# [How to complete this task]
Filter the entries, keeping every line with the word "from".

Data entries:
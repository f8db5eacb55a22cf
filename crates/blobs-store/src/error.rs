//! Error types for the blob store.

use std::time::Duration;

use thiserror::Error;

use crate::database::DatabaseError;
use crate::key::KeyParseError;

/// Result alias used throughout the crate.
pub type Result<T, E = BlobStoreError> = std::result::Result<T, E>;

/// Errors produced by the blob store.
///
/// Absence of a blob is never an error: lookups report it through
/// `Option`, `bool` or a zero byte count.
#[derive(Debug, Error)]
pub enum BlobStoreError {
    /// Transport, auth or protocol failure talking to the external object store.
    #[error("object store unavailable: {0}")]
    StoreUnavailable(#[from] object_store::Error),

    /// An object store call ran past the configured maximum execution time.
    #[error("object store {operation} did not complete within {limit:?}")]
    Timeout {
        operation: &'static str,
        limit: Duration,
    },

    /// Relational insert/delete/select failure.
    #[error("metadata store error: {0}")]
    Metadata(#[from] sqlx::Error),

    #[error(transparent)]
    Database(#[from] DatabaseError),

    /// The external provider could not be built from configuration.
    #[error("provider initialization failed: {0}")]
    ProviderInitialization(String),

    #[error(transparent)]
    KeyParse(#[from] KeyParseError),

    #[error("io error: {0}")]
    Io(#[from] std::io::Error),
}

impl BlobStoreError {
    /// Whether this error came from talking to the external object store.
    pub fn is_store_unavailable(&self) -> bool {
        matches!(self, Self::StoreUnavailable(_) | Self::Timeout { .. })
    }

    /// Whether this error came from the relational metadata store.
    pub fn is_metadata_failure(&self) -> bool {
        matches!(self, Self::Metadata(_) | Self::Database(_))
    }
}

# [Result of this exercise]
    StoreUnavailable(#[from] object_store::Error),
    Metadata(#[from] sqlx::Error),
    Database(#[from] DatabaseError),
    /// The external provider could not be built from configuration.
    KeyParse(#[from] KeyParseError),
    Io(#[from] std::io::Error),
    /// Whether this error came from talking to the external object store.
    /// Whether this error came from the relational metadata store.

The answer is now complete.